1960 AHSME Problems/Problem 29

Problem

Five times $A$'s money added to $B$'s money is more than $51.00$. Three times $A$'s money minus $B$'s money is $21.00$. If $a$ represents $A$'s money in dollars and $b$ represents $B$'s money in dollars, then:

$\textbf{(A)}\ a>9, b>6 \qquad \textbf{(B)}\ a>9, b<6 \qquad \textbf{(C)}\ a>9, b=6\qquad \textbf{(D)}\ a>9, \text{but we can put no bounds on} \text{ } b\qquad \textbf{(E)}\ 2a=3b$

Solution

Use math symbols to write an equation and an inequality based on the conditions in the problem. $$5a+b>51$$ $$3a-b=21$$ From the second equation, $b = 3a-21$ and $a = 7 + b/3$.

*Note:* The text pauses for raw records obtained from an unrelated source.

use actix_web::{HttpResponse, Responder, post, web};
use serde::{Deserialize, Serialize};
use serde_json::json;
use tracing::{error, info};
use utoipa::ToSchema;
use uuid::Uuid;

use crate::export;
use crate::models::{SanitizationReport, ValidationOptions};
use crate::sanitizer::EmailSanitizer;

/// # Sanitization Request
///
/// Raw address material plus optional pipeline switches. Each entry in
/// `emails` may itself contain several addresses separated by newlines,
/// commas or semicolons (pasted text or CSV cells); the pipeline splits and
/// normalizes them.
///
/// ## Example JSON
/// ```json
/// { "emails": ["a@b.com, A@B.com", "user@mailinator.com"], "options": { "checkMx": false } }
/// ```
#[derive(Debug, Deserialize, ToSchema)]
pub struct SanitizeRequest {
    pub emails: Vec<String>,
    #[serde(default)]
    pub options: ValidationOptions,
}

/// # Export Request
///
/// Addresses to render as a downloadable CSV; expected to be the
/// `validEmails` of a previous sanitization report.
#[derive(Debug, Serialize, Deserialize, ToSchema)]
pub struct ExportRequest {
    pub emails: Vec<String>,
}

/// # Batch Sanitization Endpoint
///
/// Runs the full sanitization pipeline over a raw address batch:
/// 1. Normalization (split on delimiters, trim, lowercase)
/// 2. Deduplication (first occurrence wins)
/// 3. Syntax check, disposable-domain check, DNS MX verification per address
///
/// Every check can be switched off through `options`; all default to on.
/// Addresses whose MX verification was inconclusive stay valid and are
/// repeated under `warnings` with an explanatory reason.
///
/// ## Request
/// - Method: POST
/// - Body: JSON object with `emails` array and optional `options`
///
/// ## Responses
/// - **200 OK**: Complete partitioned report — every input address is
///   classified; data-quality problems never fail the request
///
/// ## Example Request
/// ```json
/// { "emails": ["a@b.com, bad-email"], "options": { "checkDisposable": true } }
/// ```
#[utoipa::path(
    post,
    path = "/api/v1/sanitize",
    request_body = SanitizeRequest,
    responses(
        (status = 200, description = "Partitioned sanitization report", body = SanitizationReport)
    ),
    tag = "Sanitization"
)]
#[post("/sanitize")]
pub async fn sanitize(
    req: web::Json<SanitizeRequest>,
    sanitizer: web::Data<EmailSanitizer>,
) -> impl Responder {
    let request_id = Uuid::new_v4();
    info!(%request_id, chunks = req.emails.len(), "sanitization request received");

    let report = sanitizer.sanitize(&req.emails, &req.options).await;

    info!(
        %request_id,
        valid = report.stats.valid,
        invalid = report.stats.invalid,
        duplicates = report.stats.duplicates,
        "sanitization request completed"
    );
    HttpResponse::Ok().json(report)
}

/// # CSV Export Endpoint
///
/// Renders a list of valid addresses as a one-column CSV download
/// (`email` header, one address per line). Formatting only — no validation
/// is performed here.
///
/// ## Request
/// - Method: POST
/// - Body: JSON object with `emails` array
///
/// ## Responses
/// - **200 OK**: `text/csv` attachment
/// - **500 Internal Server Error**: CSV rendering failed
#[utoipa::path(
    post,
    path = "/api/v1/sanitize/export",
    request_body = ExportRequest,
    responses(
        (status = 200, description = "One-column CSV of addresses", body = String, content_type = "text/csv"),
        (status = 500, description = "CSV rendering failed")
    ),
    tag = "Sanitization"
)]
#[post("/sanitize/export")]
pub async fn export_valid(req: web::Json<ExportRequest>) -> impl Responder {
    match export::valid_emails_csv(&req.emails) {
        Ok(csv) => HttpResponse::Ok()
            .content_type("text/csv; charset=utf-8")
            .insert_header((
                "Content-Disposition",
                "attachment; filename=\"valid-emails.csv\"",
            ))
            .body(csv),
        Err(err) => {
            error!(%err, "CSV export failed");
            HttpResponse::InternalServerError().json(json!({
                "error": "EXPORT_FAILED",
                "message": err.to_string()
            }))
        }
    }
}

/// Configures sanitization routes under /api/v1
pub fn configure_routes(cfg: &mut web::ServiceConfig) {
    cfg.service(sanitize).service(export_valid);
}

Substituting $b$ in the inequality results in $$5a + 3a - 21 > 51$$ $$8a > 72$$ $$a > 9$$

Substituting $a$ in the inequality results in $$35 + \frac{5b}{3} + b > 51$$ $$35 + \frac{8b}{3} > 51$$ $$\frac{8b}{3} > 16$$ $$b > 6$$

The answer is $\boxed{\textbf{(A)}}$.